Abstract Aim Minimally invasive inguinal hernia repair is thought to be associated with fewer complications. To address this hypothesis, we compared short- and long-term complications in patients undergoing elective open (Lichtenstein), laparoscopic (TAPP) and robot-assisted inguinal hernia repair (rTAPP). Material & Methods Patients undergoing either, Lichtenstein, TAPP or rTAPP at our institution between January 1st 2017 and December 30th 2019 were retrospectively identified. Short (haematoma, seroma, surgical-site infections) and long-term complications (chronic pain, recurrence) were recorded and compared between groups. Results 636 patients were included in the study. 370 were treated with Lichtenstein, 125 TAPP and 141 with rTAPP. There was a significant overweight of men in all groups (p < 0,001). Among the rTAPP group, the overall rate of complications was reduced (open: 10.0%; laparoscopic: 8.8%; robot-assisted 5.7%) while the presence of chronic pain was slightly more prevalent (Lichtenstein: 1.6%; TAPP: 1.6%; rTAPP: 2.1%). The rate of recurrence was lower following rTAPP (Lichtenstein: 3.8%; TAPP: 2.4%; rTAPP: 1.4%). Same day discharged was more likely following the open technique (open: 88.9%; laparoscopic: 78.4%; robot-assisted 78.7%). Nevertheless, these results were not statistically significant (p>0.05).
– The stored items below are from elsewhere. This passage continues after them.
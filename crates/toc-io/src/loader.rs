//! YAML 資料集載入與結構驗證
//!
//! 同時接受英文鍵與西班牙文鍵（`generales`、`recursos`、`productos`、`gastos_operacion`）。

use std::collections::BTreeMap;
use std::path::Path;

use chrono::NaiveDate;
use rust_decimal::Decimal;
use serde::Deserialize;
use serde_yaml::{Mapping, Value};
use toc_core::{Catalog, Dataset, DatasetInfo, ExpenseEntry, OperatingExpenses, Product, Resource};

use crate::{IoError, Result};

const GENERAL: &[&str] = &["general", "generales"];
const RESOURCES: &[&str] = &["resources", "recursos"];
const PRODUCTS: &[&str] = &["products", "productos"];
const EXPENSES: &[&str] = &["operating_expenses", "gastos_operacion"];

/// 產品原始格式
#[derive(Debug, Deserialize)]
struct RawProduct {
    #[serde(default, alias = "precio", alias = "precio_venta")]
    price: Option<Decimal>,

    #[serde(alias = "costo_ventas")]
    sales_cost: Decimal,

    #[serde(alias = "demanda")]
    demand: f64,

    #[serde(default, alias = "recursos")]
    resources: BTreeMap<String, f64>,
}

/// 從檔案載入資料集
pub fn load_dataset(path: impl AsRef<Path>) -> Result<Dataset> {
    let path = path.as_ref();
    if !path.exists() {
        return Err(IoError::NotFound(path.to_path_buf()));
    }

    tracing::info!("載入資料集: {}", path.display());
    let content = std::fs::read_to_string(path)?;
    let dataset = parse_dataset(&content)?;
    tracing::info!(
        "資料集驗證完成：公司 {}，日期 {}",
        dataset.info.company,
        dataset.info.date
    );

    Ok(dataset)
}

/// 解析 YAML 內容並驗證結構
pub fn parse_dataset(content: &str) -> Result<Dataset> {
    let doc: Mapping = match serde_yaml::from_str::<Value>(content)? {
        Value::Mapping(doc) => doc,
        _ => return Err(IoError::InvalidDataset("頂層必須是映射".to_string())),
    };

    let sections: [&[&str]; 4] = [GENERAL, RESOURCES, PRODUCTS, EXPENSES];
    let missing: Vec<String> = sections
        .iter()
        .filter(|names| section(&doc, names).is_none())
        .map(|names| names[0].to_string())
        .collect();
    if !missing.is_empty() {
        return Err(IoError::MissingSections(missing));
    }

    let info = parse_general(section(&doc, GENERAL))?;
    let resources = parse_resources(non_empty(section(&doc, RESOURCES), RESOURCES[0])?)?;
    let products = parse_products(non_empty(section(&doc, PRODUCTS), PRODUCTS[0])?)?;
    let expenses = parse_expenses(non_empty(section(&doc, EXPENSES), EXPENSES[0])?)?;

    let catalog = Catalog::new(resources, products).with_operating_expenses(expenses);
    catalog.validate()?;

    Ok(Dataset { info, catalog })
}

fn section<'a>(doc: &'a Mapping, names: &[&str]) -> Option<&'a Value> {
    names.iter().find_map(|name| doc.get(*name))
}

/// 區段必須是非空映射
fn non_empty<'a>(value: Option<&'a Value>, name: &str) -> Result<&'a Mapping> {
    match value {
        Some(Value::Mapping(map)) if !map.is_empty() => Ok(map),
        Some(Value::Mapping(_)) | Some(Value::Null) | None => Err(IoError::InvalidDataset(format!(
            "區段 '{}' 不可為空",
            name
        ))),
        Some(_) => Err(IoError::InvalidDataset(format!("區段 '{}' 必須是映射", name))),
    }
}

fn key_to_string(key: &Value) -> Result<String> {
    match key {
        Value::String(s) => Ok(s.clone()),
        Value::Number(n) => Ok(n.to_string()),
        other => Err(IoError::InvalidDataset(format!("無效的鍵: {:?}", other))),
    }
}

fn parse_general(value: Option<&Value>) -> Result<DatasetInfo> {
    let invalid = || IoError::InvalidDataset("區段 'general' 必須包含 company 與 date".to_string());

    let map = match value {
        Some(Value::Mapping(map)) if !map.is_empty() => map,
        _ => return Err(invalid()),
    };

    let company = ["company", "empresa"]
        .iter()
        .find_map(|k| map.get(*k))
        .ok_or_else(invalid)?;
    let company = match company {
        Value::String(s) => s.trim().to_string(),
        Value::Number(n) => n.to_string(),
        _ => return Err(invalid()),
    };

    let date = ["date", "fecha"]
        .iter()
        .find_map(|k| map.get(*k))
        .ok_or_else(invalid)?;
    let date: NaiveDate = serde_yaml::from_value(date.clone())
        .map_err(|e| IoError::InvalidDataset(format!("無效的日期: {}", e)))?;

    Ok(DatasetInfo { company, date })
}

fn parse_resources(map: &Mapping) -> Result<Vec<Resource>> {
    map.iter()
        .map(|(key, value)| {
            let id = key_to_string(key)?;
            let capacity: f64 = serde_yaml::from_value(value.clone()).map_err(|e| {
                IoError::InvalidDataset(format!("資源 {} 的產能無效: {}", id, e))
            })?;
            Ok(Resource::new(id, capacity))
        })
        .collect()
}

fn parse_products(map: &Mapping) -> Result<Vec<Product>> {
    map.iter()
        .map(|(key, value)| {
            let id = key_to_string(key)?;
            let raw: RawProduct = serde_yaml::from_value(value.clone())
                .map_err(|e| IoError::InvalidDataset(format!("產品 {} 格式錯誤: {}", id, e)))?;

            let mut product = Product::new(
                id,
                raw.price.unwrap_or(Decimal::ZERO),
                raw.sales_cost,
                raw.demand,
            );
            product.resource_usage = raw.resources;
            Ok(product)
        })
        .collect()
}

/// 費用金額保留原始值，由財務彙總時驗證
fn parse_expenses(map: &Mapping) -> Result<OperatingExpenses> {
    let entries = map
        .iter()
        .map(|(key, value)| {
            let label = key_to_string(key)?;
            let amount: serde_json::Value = serde_yaml::from_value(value.clone())?;
            Ok(ExpenseEntry { label, amount })
        })
        .collect::<Result<Vec<_>>>()?;

    Ok(OperatingExpenses { entries })
}

#[cfg(test)]
mod tests {
    use super::*;
    use toc_core::TocError;

    const SPANISH: &str = r#"
generales:
  empresa: "Taller Demo "
  fecha: 2025-03-01
recursos:
  Torno: 2400
  Fresadora: 2400
productos:
  P:
    precio: 90
    costo_ventas: 45
    demanda: 100
    recursos:
      Torno: 15
      Fresadora: 10
  Q:
    precio_venta: 100
    costo_ventas: 40
    demanda: 50
    recursos:
      Fresadora: 30
gastos_operacion:
  renta: 3000
  salarios: 3000
"#;

    #[test]
    fn test_parse_spanish_keys() {
        let dataset = parse_dataset(SPANISH).unwrap();

        assert_eq!(dataset.info.company, "Taller Demo");
        assert_eq!(dataset.info.date, NaiveDate::from_ymd_opt(2025, 3, 1).unwrap());

        let catalog = &dataset.catalog;
        let resource_ids: Vec<_> = catalog.resources.iter().map(|r| r.resource_id.as_str()).collect();
        assert_eq!(resource_ids, vec!["Torno", "Fresadora"]);

        let product_ids: Vec<_> = catalog.products.iter().map(|p| p.product_id.as_str()).collect();
        assert_eq!(product_ids, vec!["P", "Q"]);
        assert_eq!(catalog.products[1].price, Decimal::from(100));
        assert_eq!(catalog.products[0].time_on("Torno"), 15.0);

        let expenses = catalog.operating_expenses.as_ref().unwrap();
        assert_eq!(expenses.total().unwrap(), Decimal::from(6000));
    }

    #[test]
    fn test_parse_english_keys() {
        let yaml = r#"
general:
  company: Acme
  date: "2024-12-31"
resources:
  M: 100
products:
  X:
    price: 10.5
    sales_cost: 0.5
    demand: 60
    resources:
      M: 2
operating_expenses:
  rent: 100
"#;
        let dataset = parse_dataset(yaml).unwrap();

        assert_eq!(dataset.info.company, "Acme");
        assert_eq!(dataset.catalog.products[0].unit_throughput(), Decimal::from(10));
    }

    #[test]
    fn test_missing_sections_reported_together() {
        let yaml = "generales:\n  empresa: A\n  fecha: 2025-01-01\nrecursos:\n  M: 1\n";

        match parse_dataset(yaml).unwrap_err() {
            IoError::MissingSections(missing) => {
                assert_eq!(missing, vec!["products", "operating_expenses"]);
            }
            other => panic!("unexpected error: {other}"),
        }
    }

    #[test]
    fn test_empty_section_rejected() {
        let yaml = SPANISH.replace("gastos_operacion:\n  renta: 3000\n  salarios: 3000\n", "gastos_operacion: {}\n");
        assert!(matches!(parse_dataset(&yaml), Err(IoError::InvalidDataset(_))));
    }

    #[test]
    fn test_general_requires_company_and_date() {
        let yaml = SPANISH.replace("  empresa: \"Taller Demo \"\n", "");
        assert!(matches!(parse_dataset(&yaml), Err(IoError::InvalidDataset(_))));
    }

    #[test]
    fn test_malformed_expense_kept_raw() {
        // 非數值費用由載入器保留，於財務彙總時回報
        let yaml = SPANISH.replace("salarios: 3000", "salarios: mucho");
        let dataset = parse_dataset(&yaml).unwrap();

        let err = dataset.catalog.operating_expenses.unwrap().total().unwrap_err();
        assert!(matches!(err, TocError::MalformedExpenseEntry { ref label, .. } if label == "salarios"));
    }

    #[test]
    fn test_not_yaml_mapping() {
        assert!(matches!(parse_dataset("- a\n- b\n"), Err(IoError::InvalidDataset(_))));
    }

    #[test]
    fn test_missing_file() {
        let err = load_dataset("/nonexistent/procesos.yml").unwrap_err();
        assert!(matches!(err, IoError::NotFound(_)));
    }
}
Conclusions The present case series demonstrates a comparable rate of short and long-term complications following open and minimally invasive inguinal hernia repair. The trend towards a lower overall complications rate and recurrence rate, though not statistically significant, implies that minimally invasive surgery might be associated with a lower complication and recurrence rate. However, a larger prospective study design with a longer follow-up is needed to test this hypothesis.